Lola Tung, Christopher Briney, Gavin Casalegno, Sean Kaufman, and Rain Spencer negotiated pay bumps heading into season 3, after earlier salaries reportedly began in roughly the $35,000 to $40,000 per episode range for season 1. The catch, per the report, is that the actors were asked to commit to the movie as part of those renegotiated deals. Reports say some talent-side sources described at least some of the cast as feeling “forced” to accept those terms, while sources close to the studio disputed that version and said the actors were aligned with doing the film.  

And that is where this stops being fandom gossip and starts becoming a much bigger industry conversation.

Because this is the classic streaming-era contradiction. Studios love discovering young stars. They love when unknown actors become the faces of a franchise. They love the obsessive fandom, the edits, the team wars, the social engagement, and the endless promo value. But when it comes time to reward those same actors at the level their show’s success suggests, suddenly the answer becomes contract structure, market realities, and belt-tightening.  

The show’s growth was not minor. Prime Video itself has highlighted the size of season 3’s reach, with 70 million global viewers in 70 days and a 65 percent increase over season 2 in the same window. That is not just healthy performance. That is franchise-making performance.  

Which is why the salary angle feels so frustrating.

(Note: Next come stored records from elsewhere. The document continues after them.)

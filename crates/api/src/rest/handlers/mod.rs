//! REST-Handler

pub mod health;
pub mod users;
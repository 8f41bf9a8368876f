//! Gruppen-Handler – Name und Avatar der Gruppe

use lobby_core::ConnectionId;
use lobby_db::MessageRepository;
use lobby_protocol::control::{GroupAvatarRequest, GroupRenameRequest};
use std::sync::Arc;

use crate::server_state::SignalingState;

pub fn handle_group_rename<R>(
    request: GroupRenameRequest,
    connection_id: ConnectionId,
    state: &Arc<SignalingState<R>>,
) where
    R: MessageRepository + 'static,
{
    let entscheidung = state.presence.gruppenname_setzen(connection_id, &request.name);
    state.broadcaster.zustellen(entscheidung);
}

pub fn handle_group_avatar<R>(
    request: GroupAvatarRequest,
    connection_id: ConnectionId,
    state: &Arc<SignalingState<R>>,
) where
    R: MessageRepository + 'static,
{
    let entscheidung = state
        .presence
        .gruppenavatar_setzen(connection_id, &request.avatar_url);
    state.broadcaster.zustellen(entscheidung);
}
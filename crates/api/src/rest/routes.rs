//! Route-Definitionen fuer die REST-API

use axum::{
    routing::{get, post},
    Router,
};

use crate::rest::{handlers, ApiState};

/// Erstellt den vollstaendigen Router (ohne Layer)
pub fn api_router() -> Router<ApiState> {
    Router::new()
        .route("/health", get(handlers::health::health))
        // Benutzer
        .route("/api/users/login", post(handlers::users::post_login))
        .route("/api/users/online", get(handlers::users::get_online))
}
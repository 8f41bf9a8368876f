//! Namens-Registry – Verbindung -> Anzeigename
//!
//! Haelt die Zuordnung jeder benannten Verbindung zu ihrem Anzeigenamen
//! und den umgekehrten Index Name -> Verbindung. Beide Maps werden nur
//! gemeinsam veraendert, die Registry ist daher nie inkonsistent.
//!
//! Kollisionen werden beim Eintragen aufgeloest: ist der gewuenschte Name
//! vergeben, wird das kleinste freie Suffix `#2`, `#3`, … angehaengt.

use std::collections::HashMap;

use lobby_core::{ConnectionId, LobbyError};

/// Zuordnung Verbindung <-> Anzeigename
#[derive(Debug, Default)]
pub struct NameRegistry {
    /// connection_id -> Anzeigename
    namen: HashMap<ConnectionId, String>,
    /// Anzeigename -> connection_id (Sekundaerindex)
    inhaber: HashMap<String, ConnectionId>,
}

impl NameRegistry {
    pub fn neu() -> Self {
        Self::default()
    }

    /// Traegt `gewuenscht` (bereits bereinigt) fuer `conn` ein
    ///
    /// Ein eigener, frueherer Eintrag von `conn` zaehlt nicht als Kollision
    /// und wird ersetzt. Sind alle Suffixe bis `#max_suffix` belegt, bleibt
    /// die Registry unveraendert.
    pub fn reservieren(
        &mut self,
        conn: ConnectionId,
        gewuenscht: &str,
        max_suffix: u32,
    ) -> Result<String, LobbyError> {
        if gewuenscht.is_empty() {
            return Err(LobbyError::UngueltigeEingabe(
                "Name darf nicht leer sein".into(),
            ));
        }

        let endgueltig = self.freien_namen_finden(conn, gewuenscht, max_suffix)?;

        self.freigeben(conn);
        self.inhaber.insert(endgueltig.clone(), conn);
        self.namen.insert(conn, endgueltig.clone());

        tracing::trace!(connection_id = %conn, name = %endgueltig, "Name reserviert");
        Ok(endgueltig)
    }

    fn freien_namen_finden(
        &self,
        conn: ConnectionId,
        basis: &str,
        max_suffix: u32,
    ) -> Result<String, LobbyError> {
        if self.ist_frei_fuer(conn, basis) {
            return Ok(basis.to_string());
        }

        (2..=max_suffix)
            .map(|n| format!("{basis}#{n}"))
            .find(|kandidat| self.ist_frei_fuer(conn, kandidat))
            .ok_or_else(|| LobbyError::NamensraumErschoepft {
                basis: basis.to_string(),
                max: max_suffix,
            })
    }

    fn ist_frei_fuer(&self, conn: ConnectionId, name: &str) -> bool {
        self.inhaber.get(name).map_or(true, |c| *c == conn)
    }

    /// Entfernt den Eintrag von `conn`; unbekannte Verbindungen sind kein Fehler
    pub fn freigeben(&mut self, conn: ConnectionId) -> Option<String> {
        let name = self.namen.remove(&conn)?;
        if self.inhaber.get(&name) == Some(&conn) {
            self.inhaber.remove(&name);
        }
        Some(name)
    }

    /// Aktueller Name einer Verbindung
    pub fn name(&self, conn: ConnectionId) -> Option<&str> {
        self.namen.get(&conn).map(String::as_str)
    }

    /// Welche Verbindung haelt diesen Namen?
    pub fn inhaber(&self, name: &str) -> Option<ConnectionId> {
        self.inhaber.get(name).copied()
    }

    /// Alle Online-Namen, sortiert fuer die Anzeige
    ///
    /// Primaer ohne Beachtung der Gross-/Kleinschreibung, bei Gleichstand
    /// entscheidet der unveraenderte Name.
    pub fn namen_sortiert(&self) -> Vec<String> {
        let mut namen: Vec<String> = self.inhaber.keys().cloned().collect();
        namen.sort_by_cached_key(|n| (n.to_lowercase(), n.clone()));
        namen
    }

    pub fn anzahl(&self) -> usize {
        self.namen.len()
    }

    pub fn ist_leer(&self) -> bool {
        self.namen.is_empty()
    }
}
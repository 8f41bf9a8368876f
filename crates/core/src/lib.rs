//! lobby-core – Gemeinsame Typen und Fehlertypen
//!
//! Dieses Crate stellt die Bausteine bereit, die von allen anderen
//! Lobby-Crates gemeinsam genutzt werden: ID-Newtypes und die
//! Fehler-Taxonomie des Presence-Kerns.

pub mod error;
pub mod text;
pub mod types;

// Re-Exporte fuer bequemen Zugriff
pub use error::{LobbyError, Result};
pub use text::bereinigen;
pub use types::{ConnectionId, MessageId};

The actors are not being discussed here as established movie stars parachuting into a hit and demanding oversized checks. They are the faces who turned Belly, Conrad, and Jeremiah into an actual phenomenon. If the audience did not lock into them, there is no giant season 3, no final chapter event, and definitely no movie.

And yet the reported movie compensation structure sounds far more conservative than what people imagine when they hear “hit franchise.” It was reported that under the renegotiated contracts, the actors are being paid three episodic fees for the feature, and that later attempts by reps to revisit compensation after season 3’s outsized success were reportedly turned down.  

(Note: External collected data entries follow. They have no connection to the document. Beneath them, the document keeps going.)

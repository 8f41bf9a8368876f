//! Wire-Format fuer die Client-Verbindung
//!
//! Frame-basiertes Protokoll: Laenge (u32 big-endian) + JSON-Payload.
//!
//! ```text
//! +--------+--------+--------+--------+----...----+
//! | Laenge (u32 BE)                   | JSON      |
//! +--------+--------+--------+--------+----...----+
//! ```
//!
//! Die Laenge zaehlt nur die Payload-Bytes. Ein Frame mit ungueltigem JSON
//! oder unbekanntem `type` ist ein Protokollfehler; die Verbindung wird
//! danach geschlossen.

use bytes::{Buf, BufMut, BytesMut};
use std::io;
use tokio_util::codec::{Decoder, Encoder};

use crate::control::ControlMessage;

/// Standard-maximale Frame-Groesse (1 MB, reicht fuer 200 Verlaufsnachrichten)
pub const DEFAULT_MAX_FRAME_SIZE: usize = 1024 * 1024;

/// Groesse des Laengen-Felds in Bytes
pub const LENGTH_FIELD_SIZE: usize = 4;

/// tokio-util Codec fuer `Framed<TcpStream, FrameCodec>`
#[derive(Debug, Clone)]
pub struct FrameCodec {
    max_frame_size: usize,
}

impl FrameCodec {
    /// Erstellt einen neuen `FrameCodec` mit Standard-Limit
    pub fn new() -> Self {
        Self {
            max_frame_size: DEFAULT_MAX_FRAME_SIZE,
        }
    }

    /// Erstellt einen `FrameCodec` mit eigener maximaler Frame-Groesse
    pub fn with_max_size(max_frame_size: usize) -> Self {
        Self { max_frame_size }
    }

    /// Gibt die konfigurierte maximale Frame-Groesse zurueck
    pub fn max_frame_size(&self) -> usize {
        self.max_frame_size
    }

    fn zu_gross(&self, laenge: usize) -> io::Error {
        io::Error::new(
            io::ErrorKind::InvalidData,
            format!(
                "Frame zu gross: {} Bytes (Maximum: {} Bytes)",
                laenge, self.max_frame_size
            ),
        )
    }
}

impl Default for FrameCodec {
    fn default() -> Self {
        Self::new()
    }
}

impl Decoder for FrameCodec {
    type Item = ControlMessage;
    type Error = io::Error;

    fn decode(&mut self, src: &mut BytesMut) -> Result<Option<Self::Item>, Self::Error> {
        if src.len() < LENGTH_FIELD_SIZE {
            return Ok(None);
        }

        // Laenge lesen ohne den Buffer zu veraendern
        let laenge = u32::from_be_bytes([src[0], src[1], src[2], src[3]]) as usize;
        if laenge > self.max_frame_size {
            return Err(self.zu_gross(laenge));
        }

        let gesamt = LENGTH_FIELD_SIZE + laenge;
        if src.len() < gesamt {
            src.reserve(gesamt - src.len());
            return Ok(None);
        }

        src.advance(LENGTH_FIELD_SIZE);
        let payload = src.split_to(laenge);

        let nachricht = serde_json::from_slice(&payload).map_err(|e| {
            io::Error::new(
                io::ErrorKind::InvalidData,
                format!("JSON-Deserialisierung fehlgeschlagen: {e}"),
            )
        })?;
        Ok(Some(nachricht))
    }
}

impl Encoder<ControlMessage> for FrameCodec {
    type Error = io::Error;

    fn encode(&mut self, item: ControlMessage, dst: &mut BytesMut) -> Result<(), Self::Error> {
        let json = serde_json::to_vec(&item).map_err(|e| {
            io::Error::new(
                io::ErrorKind::InvalidData,
                format!("JSON-Serialisierung fehlgeschlagen: {e}"),
            )
        })?;

        if json.len() > self.max_frame_size {
            return Err(self.zu_gross(json.len()));
        }

        dst.reserve(LENGTH_FIELD_SIZE + json.len());
        dst.put_u32(json.len() as u32);
        dst.put_slice(&json);
        Ok(())
    }
}

// ---------------------------------------------------------------------------
// Tests
// ---------------------------------------------------------------------------

#[cfg(test)]
mod tests {
    use super::*;
    use crate::control::{ControlPayload, JoinRequest};

    fn join(request_id: u32, name: &str) -> ControlMessage {
        ControlMessage::new(
            request_id,
            ControlPayload::Join(JoinRequest {
                username: name.to_string(),
            }),
        )
    }

    #[test]
    fn frame_enthaelt_laenge_und_payload() {
        let mut codec = FrameCodec::new();
        let mut buf = BytesMut::new();
        codec.encode(join(42, "Alice"), &mut buf).unwrap();

        let payload_len = u32::from_be_bytes([buf[0], buf[1], buf[2], buf[3]]) as usize;
        assert_eq!(buf.len(), LENGTH_FIELD_SIZE + payload_len);

        let decoded = codec.decode(&mut buf).unwrap().expect("Nachricht erwartet");
        assert_eq!(decoded.request_id, 42);
        assert!(matches!(decoded.payload, ControlPayload::Join(ref j) if j.username == "Alice"));
        assert!(buf.is_empty());
    }

    #[test]
    fn unvollstaendiger_frame_wartet() {
        let mut codec = FrameCodec::new();
        let mut buf = BytesMut::new();
        codec.encode(join(1, "Bob"), &mut buf).unwrap();

        let halb = buf.len() / 2;
        let mut teil = buf.split_to(halb);
        assert!(codec.decode(&mut teil).unwrap().is_none());

        let mut zu_kurz = BytesMut::from(&[0x00, 0x00][..]);
        assert!(codec.decode(&mut zu_kurz).unwrap().is_none());
    }

    #[test]
    fn zu_grosser_frame_wird_abgelehnt() {
        let mut codec = FrameCodec::with_max_size(100);
        let mut buf = BytesMut::new();
        buf.put_u32(200);
        buf.put_slice(&[b'x'; 200]);
        assert!(codec.decode(&mut buf).is_err());

        let mut klein = FrameCodec::with_max_size(10);
        let mut out = BytesMut::new();
        assert!(klein.encode(join(1, "Alice"), &mut out).is_err());
    }

    #[test]
    fn ungueltiges_json_ist_fehler() {
        let mut codec = FrameCodec::new();
        let mut buf = BytesMut::new();
        let json = br#"{"type":"gibt_es_nicht"}"#;
        buf.put_u32(json.len() as u32);
        buf.put_slice(json);

        let err = codec.decode(&mut buf).unwrap_err();
        assert_eq!(err.kind(), io::ErrorKind::InvalidData);
    }

    #[test]
    fn mehrere_nachrichten_im_buffer() {
        let mut codec = FrameCodec::new();
        let mut buf = BytesMut::new();
        for i in 0..3u32 {
            codec.encode(join(i, "Carol"), &mut buf).unwrap();
        }
        for i in 0..3u32 {
            let msg = codec.decode(&mut buf).unwrap().expect("Nachricht erwartet");
            assert_eq!(msg.request_id, i);
        }
        assert!(buf.is_empty());
    }
}
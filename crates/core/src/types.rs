//! Gemeinsame Identifikationstypen fuer Lobby
//!
//! Newtype-Pattern, damit Verbindungs- und Nachrichten-IDs zur Compilezeit
//! nicht verwechselt werden koennen.

use serde::{Deserialize, Serialize};
use uuid::Uuid;

/// Eindeutige ID einer Transport-Verbindung
///
/// Wird vom Transport beim Verbindungsaufbau vergeben und lebt genau so
/// lange wie die Verbindung. Ein erneuter Verbindungsaufbau bekommt immer
/// eine neue ID.
#[derive(Debug, Clone, Copy, PartialEq, Eq, Hash, PartialOrd, Ord, Serialize, Deserialize)]
pub struct ConnectionId(pub Uuid);

impl ConnectionId {
    /// Erstellt eine neue zufaellige ConnectionId
    pub fn new() -> Self {
        Self(Uuid::new_v4())
    }
}

impl Default for ConnectionId {
    fn default() -> Self {
        Self::new()
    }
}

impl std::fmt::Display for ConnectionId {
    fn fmt(&self, f: &mut std::fmt::Formatter<'_>) -> std::fmt::Result {
        write!(f, "conn:{}", self.0)
    }
}

/// Eindeutige ID einer gespeicherten Chat-Nachricht
#[derive(Debug, Clone, Copy, PartialEq, Eq, Hash, Serialize, Deserialize)]
#[serde(transparent)]
pub struct MessageId(pub Uuid);

impl MessageId {
    /// Erstellt eine neue zufaellige MessageId
    pub fn new() -> Self {
        Self(Uuid::new_v4())
    }

    /// Parst eine MessageId aus ihrer Textform
    ///
    /// Clients schicken IDs als Strings; ungueltige Eingaben ergeben `None`.
    pub fn parsen(s: &str) -> Option<Self> {
        Uuid::parse_str(s.trim()).ok().map(Self)
    }
}

impl Default for MessageId {
    fn default() -> Self {
        Self::new()
    }
}

impl std::fmt::Display for MessageId {
    fn fmt(&self, f: &mut std::fmt::Formatter<'_>) -> std::fmt::Result {
        write!(f, "{}", self.0)
    }
}
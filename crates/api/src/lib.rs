//! lobby-api – REST-Schnittstelle
//!
//! Kleine HTTP-API neben dem TCP-Protokoll:
//! - `POST /api/users/login` – Nickname im Login-Speicher registrieren
//! - `GET /api/users/online` – aktuelle Namensliste des Presence-Kerns
//! - `GET /health` – Health-Check

pub mod error;
pub mod rest;

pub use error::{ApiError, ApiResult};
pub use rest::{ApiState, RestServer, RestServerKonfig};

That is the part that stings.

Not because anyone thinks every YA actor should instantly be paid like an A-list superstar, but because this is exactly how imbalance gets normalized. Young casts are often told the real value is exposure, momentum, and future opportunities. And yes, that is partly true. These actors absolutely have more career leverage today than they did before the series. But exposure is not a substitute for fair participation in the value you helped create.

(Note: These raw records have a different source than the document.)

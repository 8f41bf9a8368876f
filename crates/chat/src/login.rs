//! LoginService – Nickname-Registrierung fuer den HTTP-Login
//!
//! Der Login-Speicher ist unabhaengig von der Live-Presence: ein
//! erfolgreicher Login reserviert keinen Anzeigenamen.

use std::sync::Arc;

use lobby_core::bereinigen;
use lobby_db::UserRepository;

use crate::{
    error::{ChatError, ChatResult},
    types::Benutzer,
};

/// Maximale Laenge eines Nicknames in Zeichen
pub const MAX_NICKNAME_LAENGE: usize = 32;

pub struct LoginService<R: UserRepository> {
    repo: Arc<R>,
}

impl<R: UserRepository> LoginService<R> {
    pub fn neu(repo: Arc<R>) -> Arc<Self> {
        Arc::new(Self { repo })
    }

    /// Registriert den Nickname falls noetig und liefert den Benutzer
    pub async fn anmelden(&self, nickname: &str) -> ChatResult<Benutzer> {
        let nickname = bereinigen(nickname, MAX_NICKNAME_LAENGE);
        if nickname.is_empty() {
            return Err(ChatError::UngueltigeEingabe(
                "Nickname darf nicht leer sein".into(),
            ));
        }

        let record = self.repo.upsert(&nickname).await?;
        tracing::info!(nickname = %record.nickname, rank = %record.rank, "Benutzer angemeldet");
        Ok(record.into())
    }
}
//! lobby-chat – Chat-Verlauf und Login
//!
//! Dieses Crate implementiert:
//! - ChatService: Nachrichten speichern, Verlauf laden, loeschen
//! - LoginService: Nickname-Registrierung fuer den HTTP-Login
//!
//! Beide Dienste sind duenne Huellen um die Repository-Traits aus
//! `lobby-db`; sie bereinigen Eingaben und wandeln Datensaetze in
//! Domain-Typen um.
//!
//! # Beispiel
//!
//! ```no_run
//! use std::sync::Arc;
//! use lobby_chat::{ChatService, LoginService};
//! use lobby_db::SqliteDb;
//!
//! #[tokio::main]
//! async fn main() {
//!     let db = Arc::new(SqliteDb::in_memory().await.unwrap());
//!
//!     let chat = ChatService::neu(db.clone());
//!     let login = LoginService::neu(db);
//! }
//! ```

pub mod error;
pub mod login;
pub mod service;
pub mod types;

#[cfg(test)]
mod tests;

// Bequeme Re-Exporte
pub use error::{ChatError, ChatResult};
pub use login::LoginService;
pub use service::ChatService;
pub use types::{Benutzer, ChatNachricht};
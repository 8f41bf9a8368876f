//! Structured Logging Setup via tracing-subscriber
//!
//! Konfigurierbar per Umgebungsvariable:
//! - `LOBBY_LOG_LEVEL`: Filter (z.B. `debug` oder `lobby_signaling=trace`)
//! - `LOBBY_LOG_FORMAT`: Format (text/json)
//!
//! Beide ueberschreiben die Werte aus der Konfigurationsdatei.

use tracing_subscriber::{fmt, EnvFilter};

/// Initialisiert das Logging-System.
///
/// Faellt auf `info` zurueck, falls weder Umgebung noch Konfiguration
/// einen gueltigen Filter liefern.
pub fn logging_initialisieren(level: &str, format: &str) {
    let filter = EnvFilter::try_from_env("LOBBY_LOG_LEVEL")
        .or_else(|_| EnvFilter::try_new(level))
        .unwrap_or_else(|_| EnvFilter::new("info"));

    let format = std::env::var("LOBBY_LOG_FORMAT").unwrap_or_else(|_| format.to_string());

    match format.as_str() {
        "json" => {
            fmt()
                .json()
                .with_env_filter(filter)
                .with_target(true)
                .with_thread_ids(true)
                .with_current_span(true)
                .init();
        }
        _ => {
            fmt().with_env_filter(filter).with_target(true).init();
        }
    }
}

/// Validiert ob ein Log-Level-String gueltig ist.
pub fn log_level_gueltig(level: &str) -> bool {
    matches!(level, "trace" | "debug" | "info" | "warn" | "error")
}

/// Validiert ob ein Log-Format-String gueltig ist.
pub fn log_format_gueltig(format: &str) -> bool {
    matches!(format, "text" | "json")
}
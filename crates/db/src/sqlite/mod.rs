//! SQLite-Backend-Implementierungen fuer alle Repository-Traits

pub mod messages;
pub mod pool;
pub mod users;

pub use pool::SqliteDb;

That is also why this story is landing beyond one fandom. It feels familiar. We’ve noted similar tensions around other streaming YA hits, including Outer Banks and XO, Kitty, where major renegotiation hopes reportedly did not fully materialize, while Stranger Things remains the exception that proves the rule.  

What makes The Summer I Turned Pretty case especially sharp is timing. If the movie had been negotiated after season 3 exploded, the numbers would likely look very different. But because the commitment was reportedly folded into an earlier stage of renegotiation, the cast may now be locked into terms that do not reflect the franchise’s current value. That is good business for the studio. It is just not a very flattering picture of how the system works for the talent.  

And honestly, that is why the story is resonating. It strips away the fantasy a little. People hear “streaming hits” and assume everyone involved is cashing in. In reality, the platform grows, the IP grows, the fan machine grows, and the youngest stars often spend years catching up to the value they already created.

The movie will still be huge. Fans will still show up. Team Conrad and Team Jeremiah discourse will still flood the internet. But this leaves behind a less romantic question.

When a show turns actors into stars, who really profits first?

Right now, it still looks like the system’s answer is the same as it has always been. Not the people on screen.